» **Data for analysis**
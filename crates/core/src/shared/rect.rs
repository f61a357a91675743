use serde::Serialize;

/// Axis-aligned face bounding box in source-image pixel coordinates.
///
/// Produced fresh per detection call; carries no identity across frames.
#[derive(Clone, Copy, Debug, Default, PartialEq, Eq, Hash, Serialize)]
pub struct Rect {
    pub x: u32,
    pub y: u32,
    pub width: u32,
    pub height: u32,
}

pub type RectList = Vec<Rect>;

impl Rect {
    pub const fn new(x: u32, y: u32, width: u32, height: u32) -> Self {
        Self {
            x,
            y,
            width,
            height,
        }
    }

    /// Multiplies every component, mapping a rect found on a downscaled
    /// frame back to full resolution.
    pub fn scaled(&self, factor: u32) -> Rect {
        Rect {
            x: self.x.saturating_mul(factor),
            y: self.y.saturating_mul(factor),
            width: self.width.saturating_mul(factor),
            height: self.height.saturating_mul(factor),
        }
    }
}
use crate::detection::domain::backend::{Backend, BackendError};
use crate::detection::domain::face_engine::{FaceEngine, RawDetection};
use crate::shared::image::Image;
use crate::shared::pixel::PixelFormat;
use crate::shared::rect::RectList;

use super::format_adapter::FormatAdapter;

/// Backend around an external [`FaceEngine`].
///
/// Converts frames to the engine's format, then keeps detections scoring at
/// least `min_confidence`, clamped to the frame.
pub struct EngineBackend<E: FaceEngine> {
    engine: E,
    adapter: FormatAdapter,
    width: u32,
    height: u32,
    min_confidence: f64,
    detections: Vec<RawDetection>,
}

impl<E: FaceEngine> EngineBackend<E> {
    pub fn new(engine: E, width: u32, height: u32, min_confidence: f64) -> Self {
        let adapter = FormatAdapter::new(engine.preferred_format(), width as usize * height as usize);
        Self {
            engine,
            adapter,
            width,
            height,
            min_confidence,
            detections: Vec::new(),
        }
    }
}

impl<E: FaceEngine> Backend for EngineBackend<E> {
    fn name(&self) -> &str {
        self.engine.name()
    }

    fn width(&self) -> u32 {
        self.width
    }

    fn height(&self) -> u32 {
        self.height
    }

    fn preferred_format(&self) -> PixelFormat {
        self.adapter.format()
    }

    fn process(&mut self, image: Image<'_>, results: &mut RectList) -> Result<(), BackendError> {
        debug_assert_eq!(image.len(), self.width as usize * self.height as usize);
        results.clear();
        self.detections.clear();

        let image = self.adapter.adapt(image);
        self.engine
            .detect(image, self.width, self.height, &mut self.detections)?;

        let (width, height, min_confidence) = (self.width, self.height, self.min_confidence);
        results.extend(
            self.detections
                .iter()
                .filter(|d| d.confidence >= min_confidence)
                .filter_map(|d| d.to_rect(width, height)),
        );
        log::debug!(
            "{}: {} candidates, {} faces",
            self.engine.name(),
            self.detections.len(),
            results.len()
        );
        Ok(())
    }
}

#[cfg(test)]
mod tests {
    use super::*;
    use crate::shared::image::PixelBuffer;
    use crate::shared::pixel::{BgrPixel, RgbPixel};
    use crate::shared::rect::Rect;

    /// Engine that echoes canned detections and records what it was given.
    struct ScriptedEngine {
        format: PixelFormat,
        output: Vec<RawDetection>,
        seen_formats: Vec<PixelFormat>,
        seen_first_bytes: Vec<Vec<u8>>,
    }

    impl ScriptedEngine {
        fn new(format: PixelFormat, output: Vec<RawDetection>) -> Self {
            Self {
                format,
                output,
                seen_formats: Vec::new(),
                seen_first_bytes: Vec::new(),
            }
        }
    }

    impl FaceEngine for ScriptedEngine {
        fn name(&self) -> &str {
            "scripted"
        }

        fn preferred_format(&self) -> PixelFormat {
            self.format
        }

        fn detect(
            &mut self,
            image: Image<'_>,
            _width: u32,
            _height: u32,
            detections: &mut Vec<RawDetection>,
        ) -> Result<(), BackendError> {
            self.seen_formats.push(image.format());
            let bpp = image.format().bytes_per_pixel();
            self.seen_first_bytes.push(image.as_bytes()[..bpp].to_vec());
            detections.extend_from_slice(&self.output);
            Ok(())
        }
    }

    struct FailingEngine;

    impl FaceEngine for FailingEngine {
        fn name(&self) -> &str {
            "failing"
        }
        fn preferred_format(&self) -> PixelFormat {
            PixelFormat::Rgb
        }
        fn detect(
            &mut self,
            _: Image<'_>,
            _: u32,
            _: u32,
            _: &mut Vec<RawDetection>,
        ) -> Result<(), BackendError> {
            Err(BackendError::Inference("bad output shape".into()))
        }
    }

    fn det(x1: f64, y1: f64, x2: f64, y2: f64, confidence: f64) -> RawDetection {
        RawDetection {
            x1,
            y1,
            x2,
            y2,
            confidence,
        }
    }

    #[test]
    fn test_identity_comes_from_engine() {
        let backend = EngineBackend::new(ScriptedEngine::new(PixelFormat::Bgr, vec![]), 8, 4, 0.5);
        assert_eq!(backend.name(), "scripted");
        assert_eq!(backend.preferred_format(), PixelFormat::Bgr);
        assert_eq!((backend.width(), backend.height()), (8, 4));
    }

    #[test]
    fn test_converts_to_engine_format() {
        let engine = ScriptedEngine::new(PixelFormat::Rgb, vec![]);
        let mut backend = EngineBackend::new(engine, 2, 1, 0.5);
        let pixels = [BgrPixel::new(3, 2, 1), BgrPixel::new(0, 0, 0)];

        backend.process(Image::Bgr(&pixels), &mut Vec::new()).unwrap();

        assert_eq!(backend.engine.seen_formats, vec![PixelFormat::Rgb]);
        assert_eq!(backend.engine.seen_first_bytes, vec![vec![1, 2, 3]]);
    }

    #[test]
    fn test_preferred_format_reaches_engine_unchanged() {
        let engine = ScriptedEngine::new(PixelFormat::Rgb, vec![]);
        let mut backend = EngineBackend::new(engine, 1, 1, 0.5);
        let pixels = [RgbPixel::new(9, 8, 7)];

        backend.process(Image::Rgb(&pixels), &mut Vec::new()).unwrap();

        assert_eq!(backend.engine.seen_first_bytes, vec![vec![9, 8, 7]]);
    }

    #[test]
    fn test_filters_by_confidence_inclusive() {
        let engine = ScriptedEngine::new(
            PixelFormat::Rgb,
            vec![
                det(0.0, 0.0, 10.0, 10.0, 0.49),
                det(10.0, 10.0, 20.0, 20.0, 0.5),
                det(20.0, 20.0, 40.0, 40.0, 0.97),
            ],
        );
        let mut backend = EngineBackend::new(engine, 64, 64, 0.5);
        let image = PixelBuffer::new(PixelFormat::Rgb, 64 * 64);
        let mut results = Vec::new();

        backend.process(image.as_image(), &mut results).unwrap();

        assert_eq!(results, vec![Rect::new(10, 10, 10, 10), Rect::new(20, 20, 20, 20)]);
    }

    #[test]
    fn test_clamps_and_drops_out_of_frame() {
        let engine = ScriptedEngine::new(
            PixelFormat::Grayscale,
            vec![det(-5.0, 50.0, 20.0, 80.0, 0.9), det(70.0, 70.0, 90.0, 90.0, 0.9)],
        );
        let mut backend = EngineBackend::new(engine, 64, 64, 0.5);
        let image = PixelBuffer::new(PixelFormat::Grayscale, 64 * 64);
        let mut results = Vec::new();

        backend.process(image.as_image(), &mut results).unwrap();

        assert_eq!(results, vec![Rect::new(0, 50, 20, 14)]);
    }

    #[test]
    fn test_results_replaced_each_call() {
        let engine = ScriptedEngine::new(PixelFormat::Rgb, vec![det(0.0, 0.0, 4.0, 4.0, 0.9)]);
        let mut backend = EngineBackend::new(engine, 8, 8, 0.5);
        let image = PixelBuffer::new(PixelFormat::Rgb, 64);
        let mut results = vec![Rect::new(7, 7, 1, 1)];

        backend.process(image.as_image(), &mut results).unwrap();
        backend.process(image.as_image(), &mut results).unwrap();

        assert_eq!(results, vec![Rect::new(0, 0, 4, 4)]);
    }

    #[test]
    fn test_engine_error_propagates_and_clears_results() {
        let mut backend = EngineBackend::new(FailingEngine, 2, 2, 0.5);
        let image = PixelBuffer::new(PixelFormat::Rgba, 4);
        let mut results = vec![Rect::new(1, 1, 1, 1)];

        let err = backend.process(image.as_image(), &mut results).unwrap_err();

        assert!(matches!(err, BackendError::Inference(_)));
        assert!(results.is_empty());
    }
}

* * *

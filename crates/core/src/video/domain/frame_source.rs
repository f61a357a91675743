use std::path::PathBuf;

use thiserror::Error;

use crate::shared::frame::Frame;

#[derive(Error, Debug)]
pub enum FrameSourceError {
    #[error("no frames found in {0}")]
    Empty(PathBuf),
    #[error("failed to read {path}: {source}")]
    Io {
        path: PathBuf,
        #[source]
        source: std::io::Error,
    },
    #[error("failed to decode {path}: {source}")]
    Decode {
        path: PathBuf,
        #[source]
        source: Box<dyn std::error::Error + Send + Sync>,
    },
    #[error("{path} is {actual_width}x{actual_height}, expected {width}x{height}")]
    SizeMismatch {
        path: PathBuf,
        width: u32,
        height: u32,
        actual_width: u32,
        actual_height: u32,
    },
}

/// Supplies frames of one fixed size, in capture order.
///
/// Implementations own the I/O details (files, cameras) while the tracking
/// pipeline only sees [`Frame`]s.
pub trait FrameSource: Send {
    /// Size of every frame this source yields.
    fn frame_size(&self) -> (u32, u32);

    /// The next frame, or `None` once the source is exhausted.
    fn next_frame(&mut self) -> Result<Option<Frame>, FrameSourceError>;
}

* * *

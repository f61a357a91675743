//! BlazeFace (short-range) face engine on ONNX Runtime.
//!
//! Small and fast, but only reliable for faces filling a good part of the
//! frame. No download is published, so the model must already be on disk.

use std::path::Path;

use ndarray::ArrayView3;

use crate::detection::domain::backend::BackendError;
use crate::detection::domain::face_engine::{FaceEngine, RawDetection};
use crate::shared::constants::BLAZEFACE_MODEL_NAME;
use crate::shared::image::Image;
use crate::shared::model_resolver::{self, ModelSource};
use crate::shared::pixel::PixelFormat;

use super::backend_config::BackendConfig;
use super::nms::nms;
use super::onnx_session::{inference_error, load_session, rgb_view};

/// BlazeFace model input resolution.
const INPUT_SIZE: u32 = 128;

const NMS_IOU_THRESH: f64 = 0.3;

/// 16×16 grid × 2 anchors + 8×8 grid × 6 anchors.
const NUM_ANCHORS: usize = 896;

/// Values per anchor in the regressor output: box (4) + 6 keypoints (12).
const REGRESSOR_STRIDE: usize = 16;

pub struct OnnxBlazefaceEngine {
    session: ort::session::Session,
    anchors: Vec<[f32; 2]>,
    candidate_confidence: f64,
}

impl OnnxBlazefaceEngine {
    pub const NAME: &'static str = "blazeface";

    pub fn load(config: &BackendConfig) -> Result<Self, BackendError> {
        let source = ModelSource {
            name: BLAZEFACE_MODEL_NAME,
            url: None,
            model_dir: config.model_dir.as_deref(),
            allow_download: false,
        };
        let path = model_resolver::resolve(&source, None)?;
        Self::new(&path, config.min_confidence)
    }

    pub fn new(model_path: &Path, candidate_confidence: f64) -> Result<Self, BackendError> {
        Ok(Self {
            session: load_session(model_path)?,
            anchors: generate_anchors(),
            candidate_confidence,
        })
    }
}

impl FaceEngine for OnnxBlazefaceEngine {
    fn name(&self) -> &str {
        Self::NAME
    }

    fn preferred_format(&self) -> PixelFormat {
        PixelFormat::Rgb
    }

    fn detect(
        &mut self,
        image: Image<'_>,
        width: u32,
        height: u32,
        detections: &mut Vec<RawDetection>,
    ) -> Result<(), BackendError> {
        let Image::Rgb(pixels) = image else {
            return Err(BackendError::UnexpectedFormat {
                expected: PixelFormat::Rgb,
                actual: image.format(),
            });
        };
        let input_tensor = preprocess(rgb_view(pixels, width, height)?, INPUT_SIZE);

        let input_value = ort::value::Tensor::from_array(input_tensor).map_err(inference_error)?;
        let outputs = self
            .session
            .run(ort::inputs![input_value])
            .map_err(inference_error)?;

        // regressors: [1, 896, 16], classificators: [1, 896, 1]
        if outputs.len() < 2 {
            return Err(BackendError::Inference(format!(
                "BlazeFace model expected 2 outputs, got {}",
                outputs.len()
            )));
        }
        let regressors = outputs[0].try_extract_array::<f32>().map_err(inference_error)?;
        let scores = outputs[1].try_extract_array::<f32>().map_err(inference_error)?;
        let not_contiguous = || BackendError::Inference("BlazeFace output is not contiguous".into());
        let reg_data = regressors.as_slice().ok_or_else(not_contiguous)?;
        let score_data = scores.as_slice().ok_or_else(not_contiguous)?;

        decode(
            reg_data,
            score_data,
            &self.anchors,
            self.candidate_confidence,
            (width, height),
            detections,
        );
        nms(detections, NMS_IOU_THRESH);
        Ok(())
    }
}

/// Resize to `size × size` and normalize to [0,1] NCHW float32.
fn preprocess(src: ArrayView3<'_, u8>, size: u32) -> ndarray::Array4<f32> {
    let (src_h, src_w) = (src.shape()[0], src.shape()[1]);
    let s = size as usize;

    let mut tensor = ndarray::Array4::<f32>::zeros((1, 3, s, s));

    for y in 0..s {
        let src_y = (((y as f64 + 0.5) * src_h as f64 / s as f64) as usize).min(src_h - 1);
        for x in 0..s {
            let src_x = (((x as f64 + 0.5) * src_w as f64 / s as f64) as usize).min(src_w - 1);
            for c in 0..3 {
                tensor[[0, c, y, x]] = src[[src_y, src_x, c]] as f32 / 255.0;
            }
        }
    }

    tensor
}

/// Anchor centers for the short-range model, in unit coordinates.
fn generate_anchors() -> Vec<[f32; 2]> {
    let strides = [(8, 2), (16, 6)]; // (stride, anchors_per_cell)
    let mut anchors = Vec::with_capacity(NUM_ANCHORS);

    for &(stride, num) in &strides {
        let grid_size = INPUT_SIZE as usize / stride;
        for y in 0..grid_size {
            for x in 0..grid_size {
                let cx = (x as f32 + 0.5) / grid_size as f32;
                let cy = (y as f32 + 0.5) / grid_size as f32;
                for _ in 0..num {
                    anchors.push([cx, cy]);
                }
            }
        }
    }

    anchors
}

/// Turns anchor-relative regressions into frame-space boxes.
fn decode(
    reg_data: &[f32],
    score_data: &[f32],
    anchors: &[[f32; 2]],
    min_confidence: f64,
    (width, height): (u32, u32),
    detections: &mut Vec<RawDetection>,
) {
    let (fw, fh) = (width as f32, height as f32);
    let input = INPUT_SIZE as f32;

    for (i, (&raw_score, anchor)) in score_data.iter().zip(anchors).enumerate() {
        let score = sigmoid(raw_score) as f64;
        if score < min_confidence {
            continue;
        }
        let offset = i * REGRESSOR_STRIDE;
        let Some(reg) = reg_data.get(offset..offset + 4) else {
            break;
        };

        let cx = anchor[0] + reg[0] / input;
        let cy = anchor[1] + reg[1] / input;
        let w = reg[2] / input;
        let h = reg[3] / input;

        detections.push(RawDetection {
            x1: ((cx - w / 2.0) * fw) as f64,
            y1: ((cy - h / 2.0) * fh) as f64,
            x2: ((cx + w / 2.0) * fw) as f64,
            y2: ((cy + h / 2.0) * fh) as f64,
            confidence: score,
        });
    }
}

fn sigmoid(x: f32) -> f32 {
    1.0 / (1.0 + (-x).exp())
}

» **Exercise description**
Show, from the material above, each line that includes the string "offset".

» **Response for this exercise**
        let offset = i * REGRESSOR_STRIDE;
        let Some(reg) = reg_data.get(offset..offset + 4) else {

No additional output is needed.